• _WHAT IS EXPECTED_
Report every line below that has the string "transport" in it.

_ _ _

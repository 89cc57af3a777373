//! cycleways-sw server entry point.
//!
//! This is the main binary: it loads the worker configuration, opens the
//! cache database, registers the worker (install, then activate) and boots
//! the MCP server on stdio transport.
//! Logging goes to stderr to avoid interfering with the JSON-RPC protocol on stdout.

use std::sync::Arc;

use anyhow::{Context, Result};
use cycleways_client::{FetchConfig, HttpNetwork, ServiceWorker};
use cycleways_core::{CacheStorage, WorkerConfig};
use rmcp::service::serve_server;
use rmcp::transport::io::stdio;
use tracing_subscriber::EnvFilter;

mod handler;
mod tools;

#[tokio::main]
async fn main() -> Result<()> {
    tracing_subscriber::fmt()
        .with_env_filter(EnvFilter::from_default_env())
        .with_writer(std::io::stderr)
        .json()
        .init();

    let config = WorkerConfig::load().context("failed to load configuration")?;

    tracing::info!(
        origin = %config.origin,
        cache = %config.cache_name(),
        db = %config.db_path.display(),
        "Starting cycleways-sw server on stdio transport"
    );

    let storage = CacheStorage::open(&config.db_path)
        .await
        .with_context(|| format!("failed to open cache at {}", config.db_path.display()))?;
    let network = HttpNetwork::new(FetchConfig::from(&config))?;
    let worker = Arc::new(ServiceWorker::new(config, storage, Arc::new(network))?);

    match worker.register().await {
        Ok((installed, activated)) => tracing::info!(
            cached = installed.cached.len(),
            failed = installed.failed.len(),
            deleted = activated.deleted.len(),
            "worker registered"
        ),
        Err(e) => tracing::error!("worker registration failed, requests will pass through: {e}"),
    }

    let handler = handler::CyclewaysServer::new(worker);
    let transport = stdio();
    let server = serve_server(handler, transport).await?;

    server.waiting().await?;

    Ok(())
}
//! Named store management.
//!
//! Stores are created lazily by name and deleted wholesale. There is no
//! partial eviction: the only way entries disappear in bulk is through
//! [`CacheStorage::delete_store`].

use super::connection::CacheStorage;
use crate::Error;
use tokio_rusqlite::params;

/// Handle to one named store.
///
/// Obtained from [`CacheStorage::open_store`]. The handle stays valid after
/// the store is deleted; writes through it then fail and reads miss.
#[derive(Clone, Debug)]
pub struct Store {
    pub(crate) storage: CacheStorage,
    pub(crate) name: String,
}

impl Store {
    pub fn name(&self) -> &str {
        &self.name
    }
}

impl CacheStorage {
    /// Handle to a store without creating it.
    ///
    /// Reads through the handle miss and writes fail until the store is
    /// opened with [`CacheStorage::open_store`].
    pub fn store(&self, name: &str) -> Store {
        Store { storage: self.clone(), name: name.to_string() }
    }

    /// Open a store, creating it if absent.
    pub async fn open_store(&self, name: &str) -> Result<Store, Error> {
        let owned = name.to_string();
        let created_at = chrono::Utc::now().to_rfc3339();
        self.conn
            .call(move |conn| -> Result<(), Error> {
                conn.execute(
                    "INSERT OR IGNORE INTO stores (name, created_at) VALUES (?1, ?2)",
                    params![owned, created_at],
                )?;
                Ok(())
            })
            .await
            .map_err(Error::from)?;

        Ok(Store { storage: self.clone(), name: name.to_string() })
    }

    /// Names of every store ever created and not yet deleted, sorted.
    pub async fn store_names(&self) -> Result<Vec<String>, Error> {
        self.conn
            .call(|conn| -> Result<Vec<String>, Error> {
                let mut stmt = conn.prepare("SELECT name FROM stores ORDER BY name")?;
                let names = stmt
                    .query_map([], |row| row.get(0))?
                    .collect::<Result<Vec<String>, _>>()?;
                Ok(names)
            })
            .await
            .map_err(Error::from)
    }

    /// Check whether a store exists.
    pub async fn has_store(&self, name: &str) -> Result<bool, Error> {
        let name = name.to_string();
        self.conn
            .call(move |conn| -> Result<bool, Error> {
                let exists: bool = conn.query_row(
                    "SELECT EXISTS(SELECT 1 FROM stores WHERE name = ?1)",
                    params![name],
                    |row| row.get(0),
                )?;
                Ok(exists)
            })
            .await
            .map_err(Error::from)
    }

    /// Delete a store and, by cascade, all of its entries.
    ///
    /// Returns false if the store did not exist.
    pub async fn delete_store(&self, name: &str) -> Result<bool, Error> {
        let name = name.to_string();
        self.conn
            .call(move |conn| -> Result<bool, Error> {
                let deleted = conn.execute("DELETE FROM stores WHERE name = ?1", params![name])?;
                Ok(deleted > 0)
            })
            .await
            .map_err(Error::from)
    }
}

_ _ _

• _RESULT_
//! the MCP server on stdio transport.
use rmcp::transport::io::stdio;
        "Starting cycleways-sw server on stdio transport"
    let transport = stdio();
    let server = serve_server(handler, transport).await?;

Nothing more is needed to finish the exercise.